▶ Goal of the exercise:
From the data below, report how many lines contain the word "Lifetime", giving the number and nothing else.

Stored data entries
──────────────────────────────
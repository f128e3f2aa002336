use std::path::PathBuf;
use std::time::Duration;

use gatehouse_core::auth::AuthError;
use serde::Deserialize;
use url::Url;

/// Configuration for a provider authenticated with a static client secret.
#[derive(Debug, Clone, Deserialize)]
pub struct ProviderConfig {
    pub client_id: String,
    pub client_secret: String,
    pub redirect_url: Url,
}

/// Apple-specific configuration (uses signed JWT for client secret).
#[derive(Debug, Clone, Deserialize)]
pub struct AppleConfig {
    pub client_id: String,
    pub team_id: String,
    pub key_id: String,
    /// PKCS#8 PEM file holding the ES256 private key.
    pub private_key_path: PathBuf,
    pub redirect_url: Url,
}

/// Complete auth configuration.
#[derive(Debug, Clone, Deserialize)]
pub struct AuthConfig {
    #[serde(default)]
    pub google: Option<ProviderConfig>,

    #[serde(default)]
    pub apple: Option<AppleConfig>,

    /// Lifetime of a session record and its cookie, in seconds.
    #[serde(default = "default_session_ttl_secs")]
    pub session_ttl_secs: u64,

    /// Lifetime of a pending OAuth state token, in seconds.
    #[serde(default = "default_state_ttl_secs")]
    pub state_ttl_secs: u64,

    #[serde(default = "default_cookie_name")]
    pub cookie_name: String,

    /// Whether to set the Secure flag on the session cookie (requires HTTPS).
    #[serde(default)]
    pub cookie_secure: bool,

    /// Timeout for outbound calls to provider endpoints, in seconds.
    #[serde(default = "default_http_timeout_secs")]
    pub http_timeout_secs: u64,
}

fn default_session_ttl_secs() -> u64 {
    24 * 60 * 60
}

fn default_state_ttl_secs() -> u64 {
    10 * 60
}

fn default_cookie_name() -> String {
    "session_id".to_string()
}

fn default_http_timeout_secs() -> u64 {
    10
}

impl Default for AuthConfig {
    fn default() -> Self {
        Self {
            google: None,
            apple: None,
            session_ttl_secs: default_session_ttl_secs(),
            state_ttl_secs: default_state_ttl_secs(),
            cookie_name: default_cookie_name(),
            cookie_secure: false,
            http_timeout_secs: default_http_timeout_secs(),
        }
    }
}

impl AuthConfig {
    pub fn session_ttl(&self) -> Duration {
        Duration::from_secs(self.session_ttl_secs)
    }

    pub fn state_ttl(&self) -> Duration {
        Duration::from_secs(self.state_ttl_secs)
    }

    pub fn http_timeout(&self) -> Duration {
        Duration::from_secs(self.http_timeout_secs)
    }

    /// Checks that every configured provider has its required fields.
    ///
    /// # Errors
    ///
    /// Returns `AuthError::Config` naming the first missing field, or when no
    /// provider is configured at all.
    pub fn validate(&self) -> Result<(), AuthError> {
        if self.google.is_none() && self.apple.is_none() {
            return Err(AuthError::Config(
                "no OAuth provider configured (expected `google` and/or `apple`)".to_string(),
            ));
        }

        if let Some(google) = &self.google {
            require("google.client_id", &google.client_id)?;
            require("google.client_secret", &google.client_secret)?;
        }

        if let Some(apple) = &self.apple {
            require("apple.client_id", &apple.client_id)?;
            require("apple.team_id", &apple.team_id)?;
            require("apple.key_id", &apple.key_id)?;
            if apple.private_key_path.as_os_str().is_empty() {
                return Err(missing("apple.private_key_path"));
            }
        }

        if self.session_ttl_secs == 0 || self.state_ttl_secs == 0 {
            return Err(AuthError::Config(
                "session_ttl_secs and state_ttl_secs must be positive".to_string(),
            ));
        }

        Ok(())
    }
}

fn require(field: &str, value: &str) -> Result<(), AuthError> {
    if value.trim().is_empty() {
        Err(missing(field))
    } else {
        Ok(())
    }
}

fn missing(field: &str) -> AuthError {
    AuthError::Config(format!("missing required field `{}`", field))
}
//! Server configuration.
//!
//! Loaded via the `config` crate from, in increasing priority:
//! - an optional file (`--config`, or `config.{yaml,toml,json}` in the
//!   working directory)
//! - `GATEHOUSE_` environment variables with `__` between sections, e.g.
//!   `GATEHOUSE_AUTH__GOOGLE__REDIRECT_URL`
//! - the bare `GOOGLE_CLIENT_ID`, `GOOGLE_CLIENT_SECRET` and
//!   `APPLE_PRIVATE_KEY_PATH` variables

use std::collections::HashMap;
use std::path::Path;

use config::{ConfigError, Environment, File};
use gatehouse_auth::AuthConfig;
use serde::Deserialize;

const ENV_PREFIX: &str = "GATEHOUSE";

/// Bare environment variables mapped onto config keys.
const ENV_OVERRIDES: [(&str, &str); 3] = [
    ("GOOGLE_CLIENT_ID", "auth.google.client_id"),
    ("GOOGLE_CLIENT_SECRET", "auth.google.client_secret"),
    ("APPLE_PRIVATE_KEY_PATH", "auth.apple.private_key_path"),
];

/// Top-level configuration.
#[derive(Debug, Default, Deserialize)]
pub struct Config {
    #[serde(default)]
    pub server: ServerConfig,
    #[serde(default)]
    pub redis: RedisConfig,
    #[serde(default)]
    pub auth: AuthConfig,
}

/// Listener configuration. The CLI flags take precedence.
#[derive(Debug, Clone, Deserialize)]
pub struct ServerConfig {
    #[serde(default = "default_host")]
    pub host: String,
    #[serde(default = "default_port")]
    pub port: u16,
}

fn default_host() -> String {
    "0.0.0.0".to_string()
}

fn default_port() -> u16 {
    8080
}

impl Default for ServerConfig {
    fn default() -> Self {
        Self {
            host: default_host(),
            port: default_port(),
        }
    }
}

/// Redis connection configuration.
#[derive(Debug, Clone, Deserialize)]
pub struct RedisConfig {
    #[serde(default = "default_redis_url")]
    pub url: String,
    /// Number of pooled clients.
    #[serde(default = "default_pool_size")]
    pub pool_size: usize,
}

fn default_redis_url() -> String {
    "redis://localhost:6379".to_string()
}

fn default_pool_size() -> usize {
    4
}

impl Default for RedisConfig {
    fn default() -> Self {
        Self {
            url: default_redis_url(),
            pool_size: default_pool_size(),
        }
    }
}

impl Config {
    /// Loads configuration from `path` (or `config.*` if present) and the
    /// process environment.
    ///
    /// # Errors
    ///
    /// Returns an error if the named file is missing or a value fails to
    /// parse.
    pub fn load(path: Option<&Path>) -> Result<Self, ConfigError> {
        Self::load_from(path, std::env::vars().collect())
    }

    fn load_from(path: Option<&Path>, vars: HashMap<String, String>) -> Result<Self, ConfigError> {
        let file = match path {
            Some(path) => File::from(path).required(true),
            None => File::with_name("config").required(false),
        };

        let mut builder = config::Config::builder().add_source(file).add_source(
            Environment::with_prefix(ENV_PREFIX)
                .prefix_separator("_")
                .separator("__")
                .try_parsing(true)
                .source(Some(vars.clone())),
        );

        for (var, key) in ENV_OVERRIDES {
            builder = builder.set_override_option(key, vars.get(var).cloned())?;
        }

        builder.build()?.try_deserialize()
    }
}
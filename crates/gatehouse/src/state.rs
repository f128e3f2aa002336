//! Shared application state.

use std::sync::Arc;

use gatehouse_auth::AuthState;
use gatehouse_core::users::UserRepository;

/// State handed to every handler.
#[derive(Clone)]
pub struct AppState {
    pub auth: AuthState,
    pub users: Arc<dyn UserRepository>,
}

impl AppState {
    pub fn new(auth: AuthState, users: Arc<dyn UserRepository>) -> Self {
        Self { auth, users }
    }
}

/// Lets the auth extractors and routes pull `AuthState` out of `AppState`.
impl AsRef<AuthState> for AppState {
    fn as_ref(&self) -> &AuthState {
        &self.auth
    }
}
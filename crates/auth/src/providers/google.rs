//! Google OAuth provider implementation.

use async_trait::async_trait;
use chrono::Utc;
use gatehouse_core::auth::{AccessToken, AuthError, OAuthProvider, Result, UserProfile};
use oauth2::{
    basic::BasicClient, AuthUrl, AuthorizationCode, ClientId, ClientSecret, CsrfToken,
    EndpointNotSet, EndpointSet, RedirectUrl, Scope, TokenResponse, TokenUrl,
};
use serde::Deserialize;
use url::Url;

use super::Endpoints;
use crate::config::ProviderConfig;

const SCOPES: &[&str] = &["openid", "email", "profile"];

/// OAuth client with the auth and token URLs set.
type ConfiguredClient =
    BasicClient<EndpointSet, EndpointNotSet, EndpointNotSet, EndpointNotSet, EndpointSet>;

/// Response of Google's v2 userinfo endpoint.
#[derive(Debug, Deserialize)]
struct GoogleUserInfo {
    id: String,
    #[serde(default)]
    email: Option<String>,
    #[serde(default)]
    name: Option<String>,
}

/// Google OAuth provider.
pub struct GoogleProvider {
    client: ConfiguredClient,
    http_client: reqwest::Client,
    userinfo_url: Url,
}

impl GoogleProvider {
    /// Creates a Google provider against the given endpoints.
    ///
    /// # Errors
    ///
    /// Returns `AuthError::Config` if an endpoint is not a valid URL.
    pub fn new(
        config: &ProviderConfig,
        endpoints: Endpoints,
        http_client: reqwest::Client,
    ) -> Result<Self> {
        let client = BasicClient::new(ClientId::new(config.client_id.clone()))
            .set_client_secret(ClientSecret::new(config.client_secret.clone()))
            .set_auth_uri(AuthUrl::new(endpoints.authorize).map_err(invalid_endpoint)?)
            .set_token_uri(TokenUrl::new(endpoints.token).map_err(invalid_endpoint)?)
            .set_redirect_uri(RedirectUrl::from_url(config.redirect_url.clone()));

        let userinfo_url = Url::parse(&endpoints.identity).map_err(invalid_endpoint)?;

        Ok(Self {
            client,
            http_client,
            userinfo_url,
        })
    }

    /// Creates a Google provider against Google's production endpoints.
    pub fn from_config(config: &ProviderConfig, http_client: reqwest::Client) -> Result<Self> {
        Self::new(config, Endpoints::google(), http_client)
    }
}

#[async_trait]
impl OAuthProvider for GoogleProvider {
    fn name(&self) -> &str {
        "google"
    }

    fn authorization_url(&self, state: &str) -> Result<Url> {
        let (url, _csrf) = self
            .client
            .authorize_url(|| CsrfToken::new(state.to_string()))
            .add_scopes(SCOPES.iter().map(|s| Scope::new((*s).to_string())))
            .url();

        Ok(url)
    }

    async fn exchange_code(&self, code: &str) -> Result<AccessToken> {
        let response = self
            .client
            .exchange_code(AuthorizationCode::new(code.to_string()))
            .request_async(&self.http_client)
            .await
            .map_err(|e| AuthError::Exchange(e.to_string()))?;

        let expiry = response
            .expires_in()
            .and_then(|d| chrono::Duration::from_std(d).ok())
            .map(|d| Utc::now() + d);

        Ok(AccessToken {
            access_token: response.access_token().secret().clone(),
            token_type: response.token_type().as_ref().to_string(),
            expiry,
            id_token: None,
        })
    }

    async fn fetch_user_profile(&self, token: &AccessToken) -> Result<UserProfile> {
        if !token.is_bearer() {
            return Err(AuthError::ProfileFetch(format!(
                "unsupported token type `{}`",
                token.token_type
            )));
        }

        let info: GoogleUserInfo = self
            .http_client
            .get(self.userinfo_url.clone())
            .bearer_auth(&token.access_token)
            .send()
            .await
            .and_then(|r| r.error_for_status())
            .map_err(|e| AuthError::ProfileFetch(e.to_string()))?
            .json()
            .await
            .map_err(|e| AuthError::ProfileFetch(e.to_string()))?;

        Ok(UserProfile {
            id: info.id,
            name: info.name.unwrap_or_default(),
            email: info.email.unwrap_or_default(),
        })
    }
}

fn invalid_endpoint(err: url::ParseError) -> AuthError {
    AuthError::Config(format!("invalid provider endpoint: {}", err))
}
──────────────────────────────
▶ Answer to this task:
2